Я был студентом, когда умер отец. С матерью у меня отношения были неважные. Я по сути и не знал, что такое материнская любовь. Она никогда меня не ласкала. Я даже не помню, брала ли она меня на колени, когда я был маленьким. Сначала у меня была Маша, потом Даша — няньки. Здоровенные деревенские тетки из-под Боровичей. Маша была добрая. Славная. Симпатичная. Меня любила. Я на ее молоке вырос. Она меня до четырех лет грудью кормила. У нее была дочка. Но я ее не помню. То ли ее в деревню вскоре отправили, то ли померла. Маша любила со мной гулять в Таврическом саду. И даже втайне от родителей иногда водила в Спас-Преображенский собор. Она долго не молилась. Заходила минут на десять. Ставила всегда по три свечки. Одну на канун и по одной Нерукотворному Спасу — чудотворной иконе — и Богоматери «Всех скорбящих Радость». У Богородицы она всегда шмыгала носом и утирала слезы. О чем она плакала, я догадался позже. Мать прогнала ее со страшным скандалом за год до моей школы. У Маши был роман с моим отцом. Говорят, где-то по новгородским просторам гуляет мой брат.

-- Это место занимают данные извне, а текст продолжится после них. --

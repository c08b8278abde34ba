//! In-memory resource store for reconcile tests
//!
//! Behaves like the API server where the sync core depends on it: resource
//! versions are checked on writes, generations advance on spec changes, status
//! is only written through the status calls, and deletion is gated on
//! finalizers. Every write is appended to a log so tests can assert exactly
//! what a pass did.

use std::collections::BTreeMap;
use std::sync::Mutex;

use async_trait::async_trait;
use chrono::Utc;
use k8s_openapi::apimachinery::pkg::apis::meta::v1::{ObjectMeta, Time};
use kube::api::DynamicObject;
use kube::Resource;
use serde_json::Value;

use machinesync_common::crd::{
    CapiCluster, CapiMachine, CapiMachineSet, Condition, MapiMachine, MapiMachineSet,
};
use machinesync_common::Error;

use crate::client::{LinkedKind, MachineClient};

/// One write issued against the store
#[derive(Clone, Debug, PartialEq, Eq)]
pub enum Write {
    Create(LinkedKind, String),
    Update(LinkedKind, String),
    UpdateStatus(LinkedKind, String),
    Delete(LinkedKind, String),
    Finalizers(LinkedKind, String),
    ApplyStatus(String),
}

#[derive(Default)]
struct State {
    mapi: BTreeMap<String, MapiMachine>,
    capi: BTreeMap<String, CapiMachine>,
    infra: BTreeMap<String, DynamicObject>,
    mapi_sets: BTreeMap<String, MapiMachineSet>,
    capi_sets: BTreeMap<String, CapiMachineSet>,
    clusters: BTreeMap<String, CapiCluster>,
    infra_clusters: BTreeMap<String, DynamicObject>,
    revision: u64,
    writes: Vec<Write>,
}

impl State {
    fn next_revision(&mut self) -> String {
        self.revision += 1;
        self.revision.to_string()
    }
}

fn api_error(code: u16, reason: &str, message: String) -> Error {
    Error::Kube {
        source: kube::Error::Api(kube::core::ErrorResponse {
            status: "Failure".to_string(),
            message,
            reason: reason.to_string(),
            code,
        }),
    }
}

fn not_found(name: &str) -> Error {
    api_error(404, "NotFound", format!("{name} not found"))
}

fn check_revision(stored: &ObjectMeta, given: Option<&String>) -> Result<(), Error> {
    match given {
        Some(rv) if stored.resource_version.as_ref() != Some(rv) => Err(api_error(
            409,
            "Conflict",
            format!(
                "resource version {rv} is stale (current {:?})",
                stored.resource_version
            ),
        )),
        _ => Ok(()),
    }
}

fn admit(meta: &mut ObjectMeta, revision: String) {
    let name = meta.name.clone().unwrap_or_default();
    meta.uid.get_or_insert_with(|| format!("{name}-uid-{revision}"));
    meta.generation.get_or_insert(1);
    meta.creation_timestamp
        .get_or_insert_with(|| Time(Utc::now()));
    meta.resource_version = Some(revision);
}

/// Store the object, or drop it if it is deleting and no finalizer is left
fn settle<K: Resource + Clone>(map: &mut BTreeMap<String, K>, name: &str, object: K) {
    let meta = object.meta();
    let released = meta.deletion_timestamp.is_some()
        && meta.finalizers.as_ref().map_or(true, |f| f.is_empty());
    if released {
        map.remove(name);
    } else {
        map.insert(name.to_string(), object);
    }
}

fn create_in<K: Resource + Clone>(
    map: &mut BTreeMap<String, K>,
    object: &K,
    revision: String,
    clear_status: fn(&mut K),
) -> Result<K, Error> {
    let name = object.meta().name.clone().unwrap_or_default();
    if map.contains_key(&name) {
        return Err(api_error(409, "AlreadyExists", format!("{name} already exists")));
    }
    let mut stored = object.clone();
    clear_status(&mut stored);
    let meta = stored.meta_mut();
    meta.uid = None;
    meta.generation = None;
    meta.creation_timestamp = None;
    meta.deletion_timestamp = None;
    admit(meta, revision);
    map.insert(name, stored.clone());
    Ok(stored)
}

fn update_in<K: Resource + Clone>(
    map: &mut BTreeMap<String, K>,
    object: &K,
    revision: String,
    spec_of: fn(&K) -> Value,
    keep_status: fn(&mut K, &K),
) -> Result<K, Error> {
    let name = object.meta().name.clone().unwrap_or_default();
    let stored = map.get(&name).ok_or_else(|| not_found(&name))?;
    check_revision(stored.meta(), object.meta().resource_version.as_ref())?;

    let mut next = object.clone();
    keep_status(&mut next, stored);
    let spec_changed = spec_of(stored) != spec_of(&next);
    let previous = stored.meta().clone();
    let meta = next.meta_mut();
    meta.uid = previous.uid;
    meta.creation_timestamp = previous.creation_timestamp;
    meta.deletion_timestamp = previous.deletion_timestamp;
    let generation = previous.generation.unwrap_or(1);
    meta.generation = Some(if spec_changed { generation + 1 } else { generation });
    meta.resource_version = Some(revision);

    settle(map, &name, next.clone());
    Ok(next)
}

fn update_status_in<K: Resource + Clone>(
    map: &mut BTreeMap<String, K>,
    object: &K,
    revision: String,
    copy_status: fn(&mut K, &K),
) -> Result<K, Error> {
    let name = object.meta().name.clone().unwrap_or_default();
    let stored = map.get(&name).ok_or_else(|| not_found(&name))?;
    check_revision(stored.meta(), object.meta().resource_version.as_ref())?;

    let mut next = stored.clone();
    copy_status(&mut next, object);
    next.meta_mut().resource_version = Some(revision);
    map.insert(name, next.clone());
    Ok(next)
}

fn delete_in<K: Resource + Clone>(map: &mut BTreeMap<String, K>, name: &str, revision: String) {
    let Some(mut object) = map.get(name).cloned() else {
        return;
    };
    let meta = object.meta_mut();
    if meta.deletion_timestamp.is_none() {
        meta.deletion_timestamp = Some(Time(Utc::now()));
        meta.resource_version = Some(revision);
    }
    settle(map, name, object);
}

fn finalizers_in<K: Resource + Clone>(
    map: &mut BTreeMap<String, K>,
    name: &str,
    given: Option<&String>,
    finalizers: Vec<String>,
    revision: String,
) -> Result<(), Error> {
    let mut object = map.get(name).cloned().ok_or_else(|| not_found(name))?;
    check_revision(object.meta(), given)?;
    let meta = object.meta_mut();
    meta.finalizers = Some(finalizers);
    meta.resource_version = Some(revision);
    settle(map, name, object);
    Ok(())
}

fn seed_in<K: Resource + Clone>(map: &mut BTreeMap<String, K>, mut object: K, revision: String) {
    let name = object.meta().name.clone().unwrap_or_default();
    admit(object.meta_mut(), revision);
    map.insert(name, object);
}

fn mapi_spec(m: &MapiMachine) -> Value {
    serde_json::to_value(&m.spec).unwrap_or_default()
}

fn capi_spec(m: &CapiMachine) -> Value {
    serde_json::to_value(&m.spec).unwrap_or_default()
}

/// Store-backed [`MachineClient`] for tests
#[derive(Default)]
pub struct FakeStore {
    state: Mutex<State>,
}
// =============================================================================
// Reverse: CAPI machine + infrastructure machine -> legacy machine
// =============================================================================

async fn sync_capi_to_mapi(ctx: &Context, linked: &LinkedMachines) -> Result<Action, Error> {
    let client = ctx.client.as_ref();
    let Some(capi) = linked.capi.as_ref() else {
        return Ok(Action::await_change());
    };

    if let Some(action) = intercept_deletion(ctx, linked, Direction::CapiToMapi).await? {
        return Ok(action);
    }
    if let Some(action) = ensure_sync_finalizers(ctx, linked).await? {
        return Ok(action);
    }

    let cluster = match ClusterContext::load(client, &ctx.config.infrastructure_name).await {
        Ok(cluster) => cluster,
        Err(e) => return report_failure(ctx, linked, reasons::CLUSTER_CONTEXT_FETCH_FAILED, e).await,
    };

    let infra = match linked.infra.as_ref() {
        None => return recreate_infra(ctx, linked, capi, &cluster).await,
        Some(infra) if is_deleting(&infra.metadata) => {
            if let Some(remaining) = without_finalizers(&infra.metadata, |f| f == SYNC_FINALIZER) {
                let released = client
                    .set_finalizers(
                        LinkedKind::InfraMachine,
                        linked.infra_name(),
                        infra.metadata.resource_version.clone(),
                        remaining,
                    )
                    .await;
                if let Err(e) = released {
                    return report_failure(ctx, linked, reasons::INFRA_DELETE_FAILED, e).await;
                }
            }
            return report_progressing(
                ctx,
                linked,
                "Waiting for the deleted infrastructure machine to go away",
            )
            .await;
        }
        Some(infra) => infra,
    };

    let owners = match to_mapi_owner_references(client, &linked.name, capi.owner_references()).await
    {
        Ok(owners) => owners,
        Err(e) => {
            return report_failure(ctx, linked, reasons::OWNER_REFERENCE_TRANSLATION_FAILED, e).await
        }
    };

    let conversion = match ctx.platform.to_mapi(capi, infra, &cluster) {
        Ok(conversion) => conversion,
        Err(e) => return report_failure(ctx, linked, reasons::CONVERSION_FAILED, e).await,
    };
    if let Some(target) = event_target(linked) {
        publish_warnings(ctx, target, &conversion.warnings).await;
    }

    if let Err(e) = ctx.platform.validate(&conversion.machine, &cluster) {
        return report_failure(ctx, linked, reasons::PLATFORM_VALIDATION_FAILED, e).await;
    }

    let mut desired = conversion.machine;
    desired.metadata.namespace = Some(ctx.config.mapi_namespace.clone());
    desired.metadata.owner_references = (!owners.is_empty()).then_some(owners);

    let capi_generation = capi.metadata.generation.unwrap_or_default();
    let Some(current) = linked.mapi.as_ref() else {
        return create_mapi(ctx, linked, desired, capi, capi_generation).await;
    };

    splice_identity(&mut desired.metadata, &current.metadata);
    merge_foreign_keys(&mut desired.metadata, &current.metadata, MAPI_DOMAIN_PREFIX);
    desired.spec.authoritative_api = current.spec.authoritative_api;
    if let (Some(current_value), Some(desired_value)) = (
        current.spec.provider_spec.value.as_ref(),
        desired.spec.provider_spec.value.as_mut(),
    ) {
        ctx.platform
            .preserve_unmodeled_fields(current_value, desired_value);
    }
    if let (Some(status), Some(current_status)) = (desired.status.as_mut(), current.status.as_ref())
    {
        status.conditions = current_status.conditions.clone();
        status.authoritative_api = current_status.authoritative_api;
        status.synchronized_generation = current_status.synchronized_generation;
        status.provider_status = current_status.provider_status.clone();
    }

    let changes = diff_mapi_machines(current, &desired, ctx.platform.as_ref());
    let mut mapi = current.clone();
    if changes.has_object_changes() {
        info!(%changes, "updating legacy machine");
        mapi = match client.update_mapi_machine(&desired).await {
            Ok(updated) => updated,
            Err(e) => return report_failure(ctx, linked, reasons::MIRROR_UPDATE_FAILED, e).await,
        };
    }

    if current.synchronized_generation() == capi_generation && changes.has(STATUS) {
        debug!(paths = ?changes.paths(STATUS), "updating legacy machine status");
        let mut with_status = mapi.clone();
        with_status.status = desired.status.clone();
        mapi = match client.update_mapi_machine_status(&with_status).await {
            Ok(updated) => updated,
            Err(e) => {
                return report_failure(ctx, linked, reasons::MIRROR_STATUS_UPDATE_FAILED, e).await
            }
        };
    }

    report_synchronized(ctx, &mapi, capi_generation).await
}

Ну, а Даша мною, как и мать, не занималась. Готовила, стирала. А гулять я уже бегал сам. Это неинтересно. А интересно, как все в этом мире закручено. Матери дали за отца пенсию. Хорошую по тем временам. Но ей не хватало. Привыкла жить на широкую ногу. Теперь ей было не до камешков. И камешки пришлось время от времени продавать. Из тех, что врассыпку хранились в шкатулке. Броши, колье, серьги она не трогала. Она меня приставила к этому. Я имел дело только с тем маклаком — коллекционером икон. Засвечиваться с камнями было опасно. Сначала он ей камешки продавал. Теперь она ему. Мы с ним даже подружились. То есть выпивали после сделок. И я видел, что он меня старался не обманывать. Насколько это ему удавалось. А он просто знал, что с моей мамашей ему дел предстоит надолго, и не хотел терять клиентку.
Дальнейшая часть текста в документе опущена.